Start with this question: When will I need my money?
It’s impossible to time the market perfectly. But having a clear timeline for your financial goals allows you to prepare for volatile moments and even take advantage of them.
A longer time horizon means you can afford to ride out downturns, while a shorter one may require different considerations. We’ll walk through four different scenarios based on time horizon and how you can align your volatility strategy with your financial goals.
Staying invested at every stage in life
If you’re not yet in the market: Waiting for the “perfect” time to invest often leads to missed opportunities. The best time to start is now, with a diversified portfolio that aligns with your goals.
If you don’t need the money for decades: Whether we’re talking retirement, education savings, or just a healthy investing portfolio, if you’ve got decades to go, time is your greatest asset. Market volatility is normal, even if it feels chaotic. Staying invested and making consistent contributions over time will allow you to benefit from long-term growth and compounding.

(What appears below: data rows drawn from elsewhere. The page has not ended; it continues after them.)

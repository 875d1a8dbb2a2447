use tracing::debug;
use wikira::{Expression, WikiGuard, WikiRa};

use crate::automaton::RegisterAutomaton;
use crate::guard::Guard;
use crate::math::Map;
use crate::symbol::{LabeledSymbol, Symbol};

use super::{to_internal_relation, WikiConversionError};

/// Converts a Wiki document into the generator model.
///
/// Inputs and outputs are merged into one label set, constants and globals
/// into the register set; a constant becomes a register whose initial
/// valuation is its parsed integer, and guard literals are rewritten into
/// references to the register representing that value. Local parameter names
/// bind the symbol's formal parameters positionally. The Wiki form carries no
/// acceptance attribute (acceptance is encoded via output symbols on the
/// wire), so every converted location is non-accepting.
pub fn wiki_to_ra(wiki: &WikiRa) -> Result<RegisterAutomaton, WikiConversionError> {
    let mut symbols: Map<String, LabeledSymbol> = Map::default();
    for symbol in wiki.alphabet.inputs.iter().chain(&wiki.alphabet.outputs) {
        symbols.insert(
            symbol.name.clone(),
            LabeledSymbol::new(
                symbol.name.clone(),
                symbol.params.iter().map(|param| param.name.clone()),
            ),
        );
    }

    let initials: Vec<&str> = wiki
        .locations
        .iter()
        .filter(|location| location.initial)
        .map(|location| location.name.as_str())
        .collect();
    if initials.len() != 1 {
        return Err(WikiConversionError::InitialLocationCount(initials.len()));
    }
    let mut ra = RegisterAutomaton::new(initials[0], false);
    for location in &wiki.locations {
        if !location.initial {
            ra.add_location(&location.name, false)?;
        }
    }

    let mut constants_by_value: Map<i64, String> = Map::default();
    for constant in &wiki.constants {
        let value: i64 = constant.value.trim().parse().map_err(|_| {
            WikiConversionError::MalformedConstant {
                name: constant.name.clone(),
                value: constant.value.clone(),
            }
        })?;
        ra.add_initialized_register(&constant.name, value)?;
        constants_by_value.entry(value).or_insert_with(|| constant.name.clone());
    }
    for global in &wiki.globals {
        ra.add_register(&global.name)?;
    }

    for transition in &wiki.transitions {
        let symbol = symbols
            .get(&transition.symbol)
            .ok_or_else(|| WikiConversionError::UnknownSymbol(transition.symbol.clone()))?;

        let locals: Map<&str, Symbol> = if transition.params.is_empty() {
            symbol.params().iter().map(|param| (param.name(), param.clone())).collect()
        } else {
            if transition.params.len() != symbol.arity() {
                return Err(WikiConversionError::ParameterCountMismatch {
                    symbol: symbol.label().to_string(),
                    given: transition.params.len(),
                    arity: symbol.arity(),
                });
            }
            transition
                .params
                .iter()
                .map(String::as_str)
                .zip(symbol.params().iter().cloned())
                .collect()
        };

        let guard = match &transition.guard {
            Some(guard) => convert_guard(guard, &locals, &ra, &constants_by_value)?,
            None => Guard::True,
        };
        let mut assignment = Map::default();
        for assign in &transition.assignments {
            assignment.insert(
                assign.to.clone(),
                convert_expression(&assign.from, &locals, &ra, &constants_by_value)?,
            );
        }

        ra.add_transition(&transition.from, symbol.clone(), guard, assignment, &transition.to)?;
    }

    debug!(
        "imported automaton with {} locations and {} transitions",
        ra.size(),
        ra.transition_count()
    );
    Ok(ra)
}

fn convert_guard(
    guard: &WikiGuard,
    locals: &Map<&str, Symbol>,
    ra: &RegisterAutomaton,
    constants: &Map<i64, String>,
) -> Result<Guard, WikiConversionError> {
    Ok(match guard {
        WikiGuard::True => Guard::True,
        WikiGuard::And(children) => Guard::And(
            children
                .iter()
                .map(|child| convert_guard(child, locals, ra, constants))
                .collect::<Result<_, _>>()?,
        ),
        WikiGuard::Or(children) => Guard::Or(
            children
                .iter()
                .map(|child| convert_guard(child, locals, ra, constants))
                .collect::<Result<_, _>>()?,
        ),
        WikiGuard::Rel { rel, left, right } => Guard::Rel {
            rel: to_internal_relation(*rel),
            left: convert_expression(left, locals, ra, constants)?,
            right: convert_expression(right, locals, ra, constants)?,
        },
    })
}

fn convert_expression(
    expression: &Expression,
    locals: &Map<&str, Symbol>,
    ra: &RegisterAutomaton,
    constants: &Map<i64, String>,
) -> Result<Symbol, WikiConversionError> {
    match expression {
        Expression::Variable(name) => {
            if let Some(symbol) = locals.get(name.as_str()) {
                Ok(symbol.clone())
            } else if ra.has_register(name) {
                Ok(Symbol::register(name.clone()))
            } else {
                Err(WikiConversionError::UnknownVariable(name.clone()))
            }
        }
        Expression::Constant(value) => constants
            .get(value)
            .map(|name| Symbol::register(name.clone()))
            .ok_or(WikiConversionError::UnknownConstant(*value)),
    }
}

#[cfg(test)]
mod tests {
    use super::wiki_to_ra;
    use crate::guard::{Guard, Relation};
    use crate::symbol::Symbol;
    use crate::wiki::WikiConversionError;
    use wikira::WikiRa;

    const DOCUMENT: &str = r#"<register-automaton>
  <alphabet>
    <inputs>
      <symbol name="IPut">
        <param name="p0" type="int"/>
        <param name="p1" type="int"/>
      </symbol>
    </inputs>
    <outputs>
      <symbol name="OAccept"/>
    </outputs>
  </alphabet>
  <constants>
    <constant name="c1" type="int">1000</constant>
  </constants>
  <globals>
    <variable name="x_0" type="int">0</variable>
  </globals>
  <locations>
    <location name="q_0" initial="true"/>
    <location name="q_1"/>
  </locations>
  <transitions>
    <transition from="q_0" to="q_1" symbol="IPut" params="a,b">
      <guard>(a==b &amp;&amp; a!=1000) || a&gt;=x_0</guard>
      <assignments>
        <assign to="x_0">a</assign>
      </assignments>
    </transition>
    <transition from="q_1" to="q_0" symbol="OAccept"/>
  </transitions>
</register-automaton>"#;

    #[test]
    fn imports_the_reference_document() {
        let wiki = WikiRa::from_xml(DOCUMENT).unwrap();
        let ra = wiki_to_ra(&wiki).unwrap();

        assert_eq!(ra.initial_location().name(), "q_0");
        // acceptance is carried by output symbols, not by locations
        assert!(ra.locations().all(|(_, location)| !location.is_accepting()));
        assert_eq!(
            ra.registers().collect::<Vec<_>>(),
            vec![("c1", Some(1000)), ("x_0", None)]
        );

        let (_, transition) = ra.transitions().next().unwrap();
        assert_eq!(transition.symbol().label(), "IPut");
        // `a`/`b` bind the formal parameters, `1000` resolves to its constant
        assert_eq!(
            transition.guard(),
            &Guard::Or(vec![
                Guard::And(vec![
                    Guard::eq(Symbol::parameter("p0"), Symbol::parameter("p1")),
                    Guard::neq(Symbol::parameter("p0"), Symbol::register("c1")),
                ]),
                Guard::rel(Relation::Geq, Symbol::parameter("p0"), Symbol::register("x_0")),
            ])
        );
        assert_eq!(
            transition.assignment().get("x_0"),
            Some(&Symbol::parameter("p0"))
        );
    }

    #[test]
    fn rejects_unresolvable_literals() {
        let wiki = WikiRa::from_xml(
            r#"<register-automaton>
  <alphabet>
    <inputs><symbol name="IPut"><param name="p0" type="int"/></symbol></inputs>
    <outputs/>
  </alphabet>
  <locations>
    <location name="q_0" initial="true"/>
  </locations>
  <transitions>
    <transition from="q_0" to="q_0" symbol="IPut">
      <guard>p0==42</guard>
    </transition>
  </transitions>
</register-automaton>"#,
        )
        .unwrap();
        assert_eq!(
            wiki_to_ra(&wiki).unwrap_err(),
            WikiConversionError::UnknownConstant(42)
        );
    }

    #[test]
    fn requires_a_unique_initial_location() {
        let wiki = WikiRa::from_xml(
            r#"<register-automaton>
  <locations>
    <location name="a"/>
    <location name="b"/>
  </locations>
</register-automaton>"#,
        )
        .unwrap();
        assert_eq!(
            wiki_to_ra(&wiki).unwrap_err(),
            WikiConversionError::InitialLocationCount(0)
        );
    }
}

If you need the money in the next five to 10 years: Your investments still have time to recover from a downturn, but start thinking ahead. Make sure your portfolio reflects your risk tolerance while maintaining a focus on growth. As you get closer to your end goal, you may want to plan to shift toward a more conservative allocation of stocks to bonds, or even move money into a high-yield cash account.
If you’re retired or nearly retired: In this retirement-specific case, you’re already drawing down on your investments (or will soon begin to). Remember that even though you’re “using” this money, you’ll be retired for a while, so you don’t want to miss out on growth entirely.

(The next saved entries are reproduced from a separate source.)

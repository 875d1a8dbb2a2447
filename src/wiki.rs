use thiserror::Error;

use crate::automaton::BuildError;
use crate::guard::{GuardError, Relation};

/// Import of Wiki documents into the generator model.
pub mod input;
/// Totalising export of the generator model into the Wiki form.
pub mod output;

pub use input::wiki_to_ra;
pub use output::ra_to_wiki;

/// Errors raised while converting between the two models.
#[derive(Debug, Clone, PartialEq, Eq, Error)]
pub enum WikiConversionError {
    /// The document does not have exactly one initial location.
    #[error("expected exactly one initial location, found {0}")]
    InitialLocationCount(usize),
    /// A transition reads a symbol the alphabet does not declare.
    #[error("transition reads undeclared symbol `{0}`")]
    UnknownSymbol(String),
    /// A guard or assignment names an unresolvable variable.
    #[error("`{0}` is neither a parameter of the transition nor a register")]
    UnknownVariable(String),
    /// A guard literal has no constant register representing it.
    #[error("no constant stands for the literal {0}")]
    UnknownConstant(i64),
    /// A transition binds the wrong number of parameter names.
    #[error("transition on `{symbol}` binds {given} parameters, the symbol has {arity}")]
    ParameterCountMismatch {
        /// The symbol being read.
        symbol: String,
        /// Number of names the transition binds.
        given: usize,
        /// The symbol's arity.
        arity: usize,
    },
    /// A constant's textual value is not an integer.
    #[error("constant `{name}` has malformed value `{value}`")]
    MalformedConstant {
        /// The constant's name.
        name: String,
        /// Its textual value.
        value: String,
    },
    /// Re-assembling the converted automaton failed.
    #[error(transparent)]
    Build(#[from] BuildError),
    /// Negating the coverage guard failed.
    #[error(transparent)]
    Guard(#[from] GuardError),
}

pub(crate) fn to_internal_relation(rel: wikira::Relation) -> Relation {
    match rel {
        wikira::Relation::Eq => Relation::Eq,
        wikira::Relation::Neq => Relation::Neq,
        wikira::Relation::Geq => Relation::Geq,
        wikira::Relation::Gt => Relation::Gt,
        wikira::Relation::Leq => Relation::Leq,
        wikira::Relation::Lt => Relation::Lt,
    }
}

pub(crate) fn to_wiki_relation(rel: Relation) -> wikira::Relation {
    match rel {
        Relation::Eq => wikira::Relation::Eq,
        Relation::Neq => wikira::Relation::Neq,
        Relation::Geq => wikira::Relation::Geq,
        Relation::Gt => wikira::Relation::Gt,
        Relation::Leq => wikira::Relation::Leq,
        Relation::Lt => wikira::Relation::Lt,
    }
}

“Have a plan that includes a mix of safe and growth-oriented investments. A cash or bond ‘bucket’ can cover short-term needs, while equities can support long-term growth,” says Betterment financial planner, Corbin Blackwell, CFP®.
How Betterment can help you mitigate volatility
While you can’t avoid market volatility altogether, you can take proactive steps to manage your money and financial needs during market downturns. Establishing a thoughtful investing strategy now will pay dividends in the future. Here are three things to consider as you determine your approach:
- Invest in a well-diversified portfolio: By investing in a diversified portfolio, your money isn’t riding the wave of any individual stock, asset type, or even a country’s performance. For example, the Betterment Core portfolio is globally diversified and has delivered 9.0% annual returns (after fees) since inception.1
- Consider enabling tax loss harvesting: One silver lining strategy during market downturns is tax loss harvesting—a tax-saving tool that Betterment automates. TLH is the process of selling an asset at a loss (which can happen especially during market downturns) primarily to offset taxes owed on capital gains or income.

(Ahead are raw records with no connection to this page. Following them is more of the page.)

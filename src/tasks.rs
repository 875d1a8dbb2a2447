use std::fmt;
use std::fs;
use std::io;
use std::path::{Path, PathBuf};
use std::str::FromStr;

use itertools::Itertools;
use thiserror::Error;
use tracing::debug;

/// An inclusive or exclusive integer progression with the textual forms `a`,
/// `a..b`, `a..<b`, each optionally followed by `step k`.
///
/// ```
/// use raben::tasks::IntRange;
///
/// let range: IntRange = "23 .. < 42 step 5".parse().unwrap();
/// assert_eq!(range.values(), vec![23, 28, 33, 38]);
/// ```
#[derive(Clone, Debug, PartialEq, Eq)]
pub struct IntRange {
    start: i64,
    end: i64,
    inclusive: bool,
    step: i64,
}

/// Raised for malformed range syntax.
#[derive(Debug, Clone, PartialEq, Eq, Error)]
#[error("invalid range `{input}`: {reason}")]
pub struct RangeParseError {
    /// The rejected input.
    pub input: String,
    /// Why it was rejected.
    pub reason: String,
}

impl IntRange {
    /// A range holding a single value.
    pub fn singleton(value: i64) -> Self {
        Self { start: value, end: value, inclusive: true, step: 1 }
    }

    /// The values of the progression, in ascending order.
    pub fn values(&self) -> Vec<i64> {
        let mut values = Vec::new();
        let mut current = self.start;
        while current < self.end || (self.inclusive && current == self.end) {
            values.push(current);
            current += self.step;
        }
        values
    }
}

impl FromStr for IntRange {
    type Err = RangeParseError;

    fn from_str(input: &str) -> Result<Self, Self::Err> {
        let fail = |reason: &str| RangeParseError {
            input: input.to_string(),
            reason: reason.to_string(),
        };
        let int = |raw: &str| raw.trim().parse::<i64>().map_err(|_| fail("expected an integer"));

        let trimmed = input.trim();
        let (range_part, step) = match trimmed.find("step") {
            Some(at) => (&trimmed[..at], int(&trimmed[at + "step".len()..])?),
            None => (trimmed, 1),
        };
        if step < 1 {
            return Err(fail("step must be positive"));
        }

        match range_part.split_once("..") {
            None => Ok(Self { step, ..Self::singleton(int(range_part)?) }),
            Some((start, end)) => {
                let start = int(start)?;
                let end = end.trim();
                let (inclusive, end) = match end.strip_prefix('<') {
                    Some(rest) => (false, int(rest)?),
                    None => (true, int(end)?),
                };
                Ok(Self { start, end, inclusive, step })
            }
        }
    }
}

impl fmt::Display for IntRange {
    fn fmt(&self, f: &mut fmt::Formatter<'_>) -> fmt::Result {
        if self.start == self.end && self.inclusive {
            write!(f, "{}", self.start)?;
        } else {
            write!(f, "{}..{}{}", self.start, if self.inclusive { "" } else { "<" }, self.end)?;
        }
        if self.step != 1 {
            write!(f, " step {}", self.step)?;
        }
        Ok(())
    }
}

/// The output path of a generation task: one directory level per parameter,
/// and a file name joining all parameters with the seed.
pub fn output_path(directory: &Path, parameters: &[i64], seed: u64) -> PathBuf {
    let mut path = directory.to_path_buf();
    for parameter in parameters {
        path.push(parameter.to_string());
    }
    let stem = parameters
        .iter()
        .map(i64::to_string)
        .chain(std::iter::once(seed.to_string()))
        .join("_");
    path.push(format!("{stem}.xml"));
    path
}

/// Writes `contents` to `path` atomically: the bytes go to a pid-tagged
/// sibling first, which is then renamed over the target, so a cancelled task
/// leaves no partial file. Returns `false` without touching anything when the
/// target exists and `force` is not set.
pub fn write_atomic(path: &Path, contents: &str, force: bool) -> io::Result<bool> {
    if path.exists() && !force {
        debug!("skipping existing `{}`", path.display());
        return Ok(false);
    }
    if let Some(parent) = path.parent() {
        fs::create_dir_all(parent)?;
    }
    let file_name = path
        .file_name()
        .ok_or_else(|| io::Error::new(io::ErrorKind::InvalidInput, "path has no file name"))?;
    let temp = path.with_file_name(format!(
        "~{}.{}",
        file_name.to_string_lossy(),
        std::process::id()
    ));
    fs::write(&temp, contents)?;
    fs::rename(&temp, path)?;
    debug!("wrote `{}`", path.display());
    Ok(true)
}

- Build and maintain an emergency fund: You should work to maintain 3-6 months of expenses. These funds should be stored in an account that’s relatively liquid but still provides some level of growth to help keep up with inflation. Depending on your preferences for risk, growth, and liquidity, we offer a few options:
- Emergency Fund, our investment allocation built specifically for this use case, with 30% stocks and 70% bonds
- BlackRock Target Income, our 100% bond portfolios
- Cash Reserve, our 100% high-yield cash account
The big picture
If you remember nothing else, remember this: The most important thing you can do is avoid making rash decisions based on short-term market movement. Betterment is here with you every step of the way, helping ensure you make the most of your money, whether the market’s up or down.